Attention aux analyses uniformes issues de données isolées et non contextualisées, provenant de plusieurs sources basées sur des périmètres différents. L’évaluation quantitative de l’ESR apparait beaucoup plus facile à opérer et souvent plus tranchante, dans ses conclusions, que l’évaluation qualitative mais c’est malheureusement très fréquemment un miroir aux alouettes.  L’action des établissements d’enseignement supérieur est d’une grande complexité et la mesure de ses résultats très délicate à opérer. Il y a des progrès incontestables à réaliser au niveau des systèmes d’information des universités ; l’approche quantitative ne peut pas être négligée mais elle doit se situer dans une démarche d’assurance qualité maitrisée, adaptée à chaque établissement et partagée par les différents acteurs de l’évaluation.

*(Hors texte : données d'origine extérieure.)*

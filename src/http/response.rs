use std::io;
use std::path::Path;

use bytes::Bytes;

use crate::http::sendfile::FileBody;

/// HTTP status codes supported by the server.
///
/// Common HTTP status codes used in responses:
/// - `SwitchingProtocols` (101): WebSocket upgrade accepted
/// - `Ok` (200): Request successful
/// - `BadRequest` (400): Malformed request
/// - `NotFound` (404): Resource not found
/// - `InternalServerError` (500): Server error, also sent when a handler gives up
/// - `NotImplemented` (501): Unknown method or transfer coding
/// - `GatewayTimeout` (504): Handler did not answer in time
#[derive(Debug, Clone, Copy, PartialEq, Eq)]
pub enum StatusCode {
    /// 101 Switching Protocols
    SwitchingProtocols,
    /// 200 OK
    Ok,
    /// 201 Created
    Created,
    /// 204 No Content
    NoContent,
    /// 206 Partial Content
    PartialContent,
    /// 304 Not Modified
    NotModified,
    /// 400 Bad Request
    BadRequest,
    /// 403 Forbidden
    Forbidden,
    /// 404 Not Found
    NotFound,
    /// 405 Method Not Allowed
    MethodNotAllowed,
    /// 413 Payload Too Large
    PayloadTooLarge,
    /// 500 Internal Server Error
    InternalServerError,
    /// 501 Not Implemented
    NotImplemented,
    /// 502 Bad Gateway
    BadGateway,
    /// 503 Service Unavailable
    ServiceUnavailable,
    /// 504 Gateway Time-out
    GatewayTimeout,
}

impl StatusCode {
    /// Returns the numeric HTTP status code.
    ///
    /// # Example
    ///
    /// ```
    /// # use strand::http::response::StatusCode;
    /// assert_eq!(StatusCode::Ok.as_u16(), 200);
    /// assert_eq!(StatusCode::GatewayTimeout.as_u16(), 504);
    /// ```
    pub fn as_u16(&self) -> u16 {
        match self {
            StatusCode::SwitchingProtocols => 101,
            StatusCode::Ok => 200,
            StatusCode::Created => 201,
            StatusCode::NoContent => 204,
            StatusCode::PartialContent => 206,
            StatusCode::NotModified => 304,
            StatusCode::BadRequest => 400,
            StatusCode::Forbidden => 403,
            StatusCode::NotFound => 404,
            StatusCode::MethodNotAllowed => 405,
            StatusCode::PayloadTooLarge => 413,
            StatusCode::InternalServerError => 500,
            StatusCode::NotImplemented => 501,
            StatusCode::BadGateway => 502,
            StatusCode::ServiceUnavailable => 503,
            StatusCode::GatewayTimeout => 504,
        }
    }

    /// Returns the standard HTTP reason phrase for this status code.
    ///
    /// # Example
    ///
    /// ```
    /// # use strand::http::response::StatusCode;
    /// assert_eq!(StatusCode::Ok.reason_phrase(), "OK");
    /// assert_eq!(StatusCode::NotFound.reason_phrase(), "Not Found");
    /// ```
    pub fn reason_phrase(&self) -> &'static str {
        match self {
            StatusCode::SwitchingProtocols => "Switching Protocols",
            StatusCode::Ok => "OK",
            StatusCode::Created => "Created",
            StatusCode::NoContent => "No Content",
            StatusCode::PartialContent => "Partial Content",
            StatusCode::NotModified => "Not Modified",
            StatusCode::BadRequest => "Bad Request",
            StatusCode::Forbidden => "Forbidden",
            StatusCode::NotFound => "Not Found",
            StatusCode::MethodNotAllowed => "Method Not Allowed",
            StatusCode::PayloadTooLarge => "Payload Too Large",
            StatusCode::InternalServerError => "Internal Server Error",
            StatusCode::NotImplemented => "Not Implemented",
            StatusCode::BadGateway => "Bad Gateway",
            StatusCode::ServiceUnavailable => "Service Unavailable",
            StatusCode::GatewayTimeout => "Gateway Time-out",
        }
    }

    /// Responses with this status never carry a body.
    pub fn is_bodiless(&self) -> bool {
        matches!(
            self,
            StatusCode::SwitchingProtocols | StatusCode::NoContent | StatusCode::NotModified
        )
    }
}

/// Response entity: in-memory bytes or a region of an open file.
#[derive(Debug, Default)]
pub enum Body {
    #[default]
    Empty,
    Bytes(Bytes),
    File(FileBody),
}

impl Body {
    pub fn len(&self) -> u64 {
        match self {
            Body::Empty => 0,
            Body::Bytes(bytes) => bytes.len() as u64,
            Body::File(file) => file.len(),
        }
    }

    pub fn is_empty(&self) -> bool {
        self.len() == 0
    }
}

/// Represents a complete HTTP response ready to be sent to a client.
///
/// `Connection`, `Content-Length` and `Transfer-Encoding` are written by the
/// connection itself. A `Content-Length` set here only counts for
/// user-controlled streamed responses.
#[derive(Debug)]
pub struct Response {
    /// The HTTP status code
    pub status: StatusCode,
    /// HTTP headers in the order they are written
    pub headers: Vec<(String, String)>,
    /// Response body
    pub body: Body,
    /// Close the connection once this response is flushed
    pub close: bool,
}

/// Builder for constructing HTTP responses in a fluent style.
///
/// # Example
///
/// ```ignore
/// let response = ResponseBuilder::new(StatusCode::Ok)
///     .header("Content-Type", "application/json")
///     .body("{}")
///     .build();
/// ```
pub struct ResponseBuilder {
    status: StatusCode,
    headers: Vec<(String, String)>,
    body: Body,
    close: bool,
}

impl ResponseBuilder {
    /// Creates a new response builder with the specified status code.
    pub fn new(status: StatusCode) -> Self {
        Self {
            status,
            headers: Vec::new(),
            body: Body::Empty,
            close: false,
        }
    }

    /// Adds or replaces a header (names compare case-insensitively).
    ///
    /// # Example
    ///
    /// ```ignore
    /// builder.header("Content-Type", "text/plain")
    ///     .header("Cache-Control", "no-cache")
    /// ```
    pub fn header(mut self, key: impl Into<String>, value: impl Into<String>) -> Self {
        let key = key.into();
        let value = value.into();
        match self.headers.iter_mut().find(|(k, _)| k.eq_ignore_ascii_case(&key)) {
            Some(slot) => slot.1 = value,
            None => self.headers.push((key, value)),
        }
        self
    }

    /// Sets an in-memory body.
    pub fn body(mut self, body: impl Into<Bytes>) -> Self {
        let body = body.into();
        self.body = if body.is_empty() { Body::Empty } else { Body::Bytes(body) };
        self
    }

    /// Sets a file region as the body; it is transmitted with sendfile.
    pub fn file(mut self, file: FileBody) -> Self {
        self.body = Body::File(file);
        self
    }

    /// Asks for the connection to be closed after this response.
    pub fn close(mut self) -> Self {
        self.close = true;
        self
    }

    /// Builds the final Response.
    pub fn build(self) -> Response {
        Response {
            status: self.status,
            headers: self.headers,
            body: self.body,
            close: self.close,
        }
    }
}

impl Response {
    pub fn builder(status: StatusCode) -> ResponseBuilder {
        ResponseBuilder::new(status)
    }

    /// Creates a simple 200 OK response with the given body.
    pub fn ok(body: impl Into<Bytes>) -> Self {
        ResponseBuilder::new(StatusCode::Ok).body(body).build()
    }

    /// Creates a 200 OK response streaming the whole file at `path`.
    pub fn file(path: impl AsRef<Path>) -> io::Result<Self> {
        let body = FileBody::open(path)?;
        Ok(ResponseBuilder::new(StatusCode::Ok).file(body).build())
    }

    /// Creates a 404 Not Found response.
    pub fn not_found() -> Self {
        ResponseBuilder::new(StatusCode::NotFound)
            .body(&b"404 Not Found"[..])
            .build()
    }

    /// Creates a 500 Internal Server Error response.
    pub fn internal_error() -> Self {
        Self::terminal(StatusCode::InternalServerError)
    }

    /// Creates a 400 Bad Request response.
    pub fn bad_request() -> Self {
        Self::terminal(StatusCode::BadRequest)
    }

    /// Creates a 501 Not Implemented response.
    pub fn not_implemented() -> Self {
        Self::terminal(StatusCode::NotImplemented)
    }

    /// Creates a 504 Gateway Time-out response.
    pub fn gateway_timeout() -> Self {
        Self::terminal(StatusCode::GatewayTimeout)
    }

    /// Fixed error response after which the connection is closed.
    pub fn terminal(status: StatusCode) -> Self {
        ResponseBuilder::new(status)
            .header("Content-Type", "text/plain")
            .body(format!("{} {}", status.as_u16(), status.reason_phrase()))
            .close()
            .build()
    }

    pub fn header(&self, key: &str) -> Option<&str> {
        self.headers
            .iter()
            .find(|(k, _)| k.eq_ignore_ascii_case(key))
            .map(|(_, v)| v.as_str())
    }
}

J’aurai l’occasion de revenir sur ces sujets…

Une réponse à “Brève 2 : Université de Lorraine : une polémique de chiffres révélatrice du miroir aux alouettes de l’évaluation quantitative de l’enseignement supérieur et de la recherche”

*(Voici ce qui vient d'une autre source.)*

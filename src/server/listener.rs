use std::future::Future;
use std::sync::Arc;
use std::time::Duration;

use anyhow::Context as _;
use tokio::net::TcpListener;
use tokio::sync::Semaphore;
use tokio_rustls::TlsAcceptor;
use tracing::{info, warn};

use crate::config::Config;
use crate::http::connection::serve_connection;
use crate::http::handler::Handler;
use crate::settings::ConnectionSettings;
use crate::transport::{Stream, load_tls_acceptor};

/// Accepts connections and runs each one on its own task.
pub struct Server {
    config: Config,
    settings: Arc<ConnectionSettings>,
    tls: Option<TlsAcceptor>,
    limit: Option<Arc<Semaphore>>,
}

impl Server {
    pub fn new(config: Config, handler: impl Handler) -> anyhow::Result<Self> {
        config.validate()?;

        let tls = match &config.server.tls {
            Some(tls) => {
                let (Some(cert), Some(key)) = (&tls.cert_path, &tls.key_path) else {
                    anyhow::bail!("server.tls needs both cert_path and key_path");
                };
                Some(load_tls_acceptor(cert, key)?)
            }
            None => None,
        };
        let limit = config
            .server
            .max_connections
            .map(|max| Arc::new(Semaphore::new(max)));
        let settings = Arc::new(ConnectionSettings::from_config(&config, handler));

        Ok(Self {
            config,
            settings,
            tls,
            limit,
        })
    }

    pub fn settings(&self) -> &Arc<ConnectionSettings> {
        &self.settings
    }

    pub async fn bind(&self) -> anyhow::Result<TcpListener> {
        let addr = &self.config.server.listen_addr;
        TcpListener::bind(addr)
            .await
            .with_context(|| format!("binding {addr}"))
    }

    pub async fn run(&self) -> anyhow::Result<()> {
        self.run_until(std::future::pending()).await
    }

    /// Serves until `shutdown` resolves. Connections already accepted keep
    /// running on their own tasks.
    pub async fn run_until(&self, shutdown: impl Future<Output = ()>) -> anyhow::Result<()> {
        let listener = self.bind().await?;
        self.serve_listener(listener, shutdown).await
    }

    pub async fn serve_listener(&self, listener: TcpListener, shutdown: impl Future<Output = ()>) -> anyhow::Result<()> {
        tokio::pin!(shutdown);
        info!(
            "Listening on {}{}",
            listener.local_addr()?,
            if self.tls.is_some() { " (TLS)" } else { "" }
        );

        loop {
            let permit = match &self.limit {
                Some(limit) => tokio::select! {
                    biased;
                    _ = &mut shutdown => break,
                    permit = Arc::clone(limit).acquire_owned() => Some(permit?),
                },
                None => None,
            };

            let (socket, peer) = tokio::select! {
                biased;
                _ = &mut shutdown => break,
                accepted = listener.accept() => match accepted {
                    Ok(accepted) => accepted,
                    Err(e) => {
                        warn!("Accept failed: {}", e);
                        tokio::time::sleep(Duration::from_millis(50)).await;
                        continue;
                    }
                },
            };
            info!("Accepted connection from {}", peer);

            if let Err(e) = socket.set_nodelay(true) {
                warn!("Failed to set TCP_NODELAY for {}: {}", peer, e);
            }

            let settings = Arc::clone(&self.settings);
            let tls = self.tls.clone();
            let handshake_limit = self.config.connection.read_next_http_message_timelimit;

            tokio::spawn(async move {
                let _permit = permit;
                let result = match tls {
                    Some(acceptor) => match tokio::time::timeout(handshake_limit, acceptor.accept(socket)).await {
                        Ok(Ok(stream)) => serve_connection(Stream::Tls(Box::new(stream)), settings).await,
                        Ok(Err(e)) => Err(anyhow::Error::new(e).context("TLS handshake failed")),
                        Err(_) => Err(anyhow::anyhow!("TLS handshake timed out")),
                    },
                    None => serve_connection(Stream::Plain(socket), settings).await,
                };

                if let Err(e) = result {
                    tracing::error!("Connection error from {}: {:#}", peer, e);
                }
            });
        }

        info!("Stopped accepting connections");
        Ok(())
    }
}
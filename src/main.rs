use std::path::{Component, Path, PathBuf};
use std::sync::Arc;

use strand::config::Config;
use strand::http::handler::{Handling, Responder};
use strand::http::request::{Method, Request};
use strand::http::response::Response;
use strand::server::Server;
use strand::ws::frame::Opcode;
use strand::ws::{Message, WsHandle};
use tracing_subscriber::EnvFilter;

#[tokio::main]
async fn main() -> anyhow::Result<()> {
    tracing_subscriber::fmt()
        .with_env_filter(EnvFilter::try_from_default_env().unwrap_or_else(|_| EnvFilter::new("info")))
        .with_target(false)
        .with_level(true)
        .init();

    let cfg = Config::load()?;
    let static_root = cfg.server.static_root.clone().map(Arc::new);

    let server = Server::new(cfg, move |req: Request, res: Responder| route(req, res, static_root.as_deref()))?;

    server
        .run_until(async {
            if let Err(e) = tokio::signal::ctrl_c().await {
                tracing::error!("Failed to listen for shutdown signal: {}", e);
                std::future::pending::<()>().await;
            }
            tracing::info!("Shutdown signal received");
        })
        .await
}

fn route(req: Request, res: Responder, static_root: Option<&PathBuf>) -> Handling {
    let path = req.path();

    match (req.method, path.as_str()) {
        (Method::GET, "/") | (Method::HEAD, "/") => {
            let _ = res.respond(Response::ok("Hello from strand\n"));
            Handling::Accepted
        }
        (Method::GET, "/ws") => {
            if let Err(e) = res.upgrade(&req, echo) {
                tracing::debug!("Rejected websocket upgrade: {}", e);
            }
            Handling::Accepted
        }
        (Method::GET, p) | (Method::HEAD, p) if p.starts_with("/files/") => {
            let response = static_root
                .and_then(|root| resolve(root, &p["/files/".len()..]))
                .and_then(|file| Response::file(file).ok())
                .unwrap_or_else(Response::not_found);
            let _ = res.respond(response);
            Handling::Accepted
        }
        (Method::GET, _) | (Method::HEAD, _) => {
            let _ = res.respond(Response::not_found());
            Handling::Accepted
        }
        _ => Handling::Rejected,
    }
}

/// Maps a request path below the static root, refusing anything that
/// would leave it.
fn resolve(root: &Path, relative: &str) -> Option<PathBuf> {
    let relative = Path::new(relative);
    if !relative.components().all(|c| matches!(c, Component::Normal(_))) {
        return None;
    }
    let path = root.join(relative);
    path.is_file().then_some(path)
}

fn echo(handle: &WsHandle, message: Message) {
    if matches!(message.opcode, Opcode::Text | Opcode::Binary | Opcode::Continuation) {
        let _ = handle.send(message);
    }
}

  1. Ton analyse, cher Robert, est toujours aussi pertinente (et incisive) quant à l’utilisation des indicateurs sans précaution…
    Néanmoins, cette polémique lorraine est à intégrer dans le contexte local… suite aux élections municipales de 2020 (changement de majorité) et dans la perspective de l’élection du Président de l’UL en 2022… Pierre Mutzenhardt ne pouvant plus se représenter.
    De plus, certains collègues messins ont toujours souffert d’un complexe d’infériorité – ex université de Metz plus jeune – certains d’entre eux sont arc-boutés sur le nb d’écoles d’ingénieurs sur le site messin (une seule au sein de l’UL et des « antennes » de CentraleSupelec, ENSAM, GeorgiaTech et une privée ESITC).
    En ce qui concerne la recherche, je dirais simplement que les collègues messins qui étaient dans des labos « locaux » ont bénéficié d’un rattachement à des structures reconnues internationalement; je ne citerai que le LORIA (Info) et l’IECN (Maths).
    Les « exigence »s des politiques mosellans (Métropole et département) de s’immiscer dans la gouvernance de l’UL ont été jusqu’à demander la création d’un VP « site de Metz ».
    Enfin, les oppositions 3 évêchés Duché de Lorraine, Catholique Protestant, Buveur de Bière Buveur de vin, … et autres sont toujours en « creux » illustrées par https://www.filmsdocumentaires.com/films/4564-nancy-metz-je-t-aime-moi-non-plus
    Mais je ne suis surement pas objectif dans mon analyse car ayant été trop impliqué dans la construction de l’Université de Lorraine.